= Jean-Baptiste Roucourt =

Jean-Baptiste Roucourt (Brussels, 28 October 1780 - Brussels, 1 May 1849) was a music pedagogue, singer and composer. He founded the music school which was the cradle of the Royal Conservatoire of Brussels.

== Early life (1780-1812) ==
Jean-Baptiste Roucourt was born in Brussels in the Austrian Netherlands. His father François Roucourt was from Diest and his mother Catherine Barbe Bormans from Gingelom in the Bishopric of Liège, but they lived in Brussels, near the Treurenberg, by the time of Jean-Baptiste's birth. The household counted at least two older children, Catherine Henriette and Louis. Jean-Baptiste was baptized at the Church of St. Michael and St. Gudula on the day of his birth.

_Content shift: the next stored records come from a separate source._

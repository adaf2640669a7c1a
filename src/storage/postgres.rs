use anyhow::Result;
use sqlx::postgres::PgPoolOptions;
use sqlx::PgPool;

use crate::crawler::models::OutputRecord;
use crate::error::PipelineError;

/// Append-only sink over the analytical warehouse table. The table is
/// addressed by configured schema and table identifiers and assumed to
/// pre-exist with a compatible shape; there is no migration or upsert logic.
pub struct Storage {
    pool: PgPool,
    insert_sql: String,
}

const COLUMNS: [&str; 31] = [
    "name",
    "code",
    "coupon_rate_pct",
    "maturity_date",
    "face_value",
    "accrued_interest_pct",
    "clean_sell_price_pct",
    "clean_buy_price_pct",
    "dirty_sell_price_pct",
    "dirty_buy_price_pct",
    "transaction_count",
    "turnover_eur",
    "issue_date",
    "exchange_name",
    "final_trade_date",
    "last_sold_dirty_price",
    "last_sold_clean_price",
    "sell_price_eur",
    "total_buy_value_eur",
    "trade_commission_eur",
    "yearly_income_eur",
    "monthly_income_eur",
    "monthly_cost_eur",
    "net_monthly_income_eur",
    "months_to_break_even",
    "months_until_maturity",
    "profit_before_tax_eur",
    "profit_after_tax_eur",
    "annualized_return_before_tax_pct",
    "annualized_return_after_tax_pct",
    "captured_at",
];

impl Storage {
    pub async fn new(database_url: &str, schema: &str, table: &str) -> Result<Self> {
        let pool = PgPoolOptions::new()
            .max_connections(5)
            .connect(database_url)
            .await?;

        Ok(Self {
            pool,
            insert_sql: build_insert_sql(schema, table),
        })
    }

    /// Insert every record inside one transaction. Plain INSERTs: repeated
    /// runs produce new rows, and a failure rolls the whole batch back.
    pub async fn append_records(&self, records: &[OutputRecord]) -> Result<usize, PipelineError> {
        let mut tx = self.pool.begin().await?;
        let mut appended = 0usize;

        for rec in records {
            sqlx::query(&self.insert_sql)
                .bind(&rec.bond.name)
                .bind(&rec.bond.code)
                .bind(rec.bond.coupon_rate_pct)
                .bind(rec.bond.maturity_date)
                .bind(rec.bond.face_value)
                .bind(rec.bond.accrued_interest_pct)
                .bind(rec.bond.clean_sell_price_pct)
                .bind(rec.bond.clean_buy_price_pct)
                .bind(rec.bond.dirty_sell_price_pct)
                .bind(rec.bond.dirty_buy_price_pct)
                .bind(rec.bond.transaction_count)
                .bind(rec.bond.turnover_eur)
                .bind(rec.bond.issue_date)
                .bind(&rec.bond.exchange_name)
                .bind(rec.bond.final_trade_date)
                .bind(rec.bond.last_sold_dirty_price)
                .bind(rec.bond.last_sold_clean_price)
                .bind(rec.projection.sell_price_eur)
                .bind(rec.projection.total_buy_value_eur)
                .bind(rec.projection.trade_commission_eur)
                .bind(rec.projection.yearly_income_eur)
                .bind(rec.projection.monthly_income_eur)
                .bind(rec.projection.monthly_cost_eur)
                .bind(rec.projection.net_monthly_income_eur)
                .bind(rec.projection.months_to_break_even)
                .bind(rec.projection.months_until_maturity)
                .bind(rec.projection.profit_before_tax_eur)
                .bind(rec.projection.profit_after_tax_eur)
                .bind(rec.projection.annualized_return_before_tax_pct)
                .bind(rec.projection.annualized_return_after_tax_pct)
                .bind(rec.captured_at)
                .execute(&mut *tx)
                .await?;

            appended += 1;
        }

        tx.commit().await?;
        Ok(appended)
    }
}

fn build_insert_sql(schema: &str, table: &str) -> String {
    let placeholders: Vec<String> = (1..=COLUMNS.len()).map(|i| format!("${i}")).collect();
    format!(
        "INSERT INTO {}.{} ({}) VALUES ({})",
        schema,
        table,
        COLUMNS.join(", "),
        placeholders.join(", ")
    )
}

In his early childhood, he had music education from Adrien-Joseph Van Helmont, who had succeeded his father Charles-Joseph as music master at the Church of St. Michael and St. Gudula in 1777. However, Van Helmont junior being also employed as a singer at the royal chapel since the same year, and Van Helmont senior having declared in his resignation letter that he would keep the pay and the duties as a music master as long as his health allowed him to (this was a normal way to ensure one's retirement allowance at the time), it is likely that young Jean-Baptiste received lessons from Charles-Joseph Van Helmont as well, until Van Helmont in 1790.

The occupation of the Netherlands by Napoleon caused church music formations to be shut down from 1792 onward, so that music training, if any at all, existed only as individual private initiatives. Jean-Baptiste's teenage years were marked by revolutionary wars in 1794 between the French occupant and the Austrian emperor, and revolutionary campaigns in 1794 and 1796 where art works from shut churches and monasteries were sent to Paris or destroyed, so as to centralize the art sector, for visual arts at the Couvent des Petits-Augustins as of 1790, and for music at the Conservatoire of Paris from 1795 on.

Jean-Baptiste entered the Conservatoire in February 1802. There, he learned singing with Vincenzo Fiocchi and Charles-Henri Plantade, and some sources also make him a pupil of the legendary Pierre-Jean Garat. After losing his father in 1805 and his mother in 1808, Jean-Baptiste made a living teaching and composing. His song album Six romances, dedicated to Ms. de Néverlée, was published in 1808 by Pleyel in Paris, which suggests he stayed there for a while after graduating.

== Roucourt's music school (1812-1830) ==
Roucourts most important achievement was the music school he opened in October 1813 with funding from the city of Brussels.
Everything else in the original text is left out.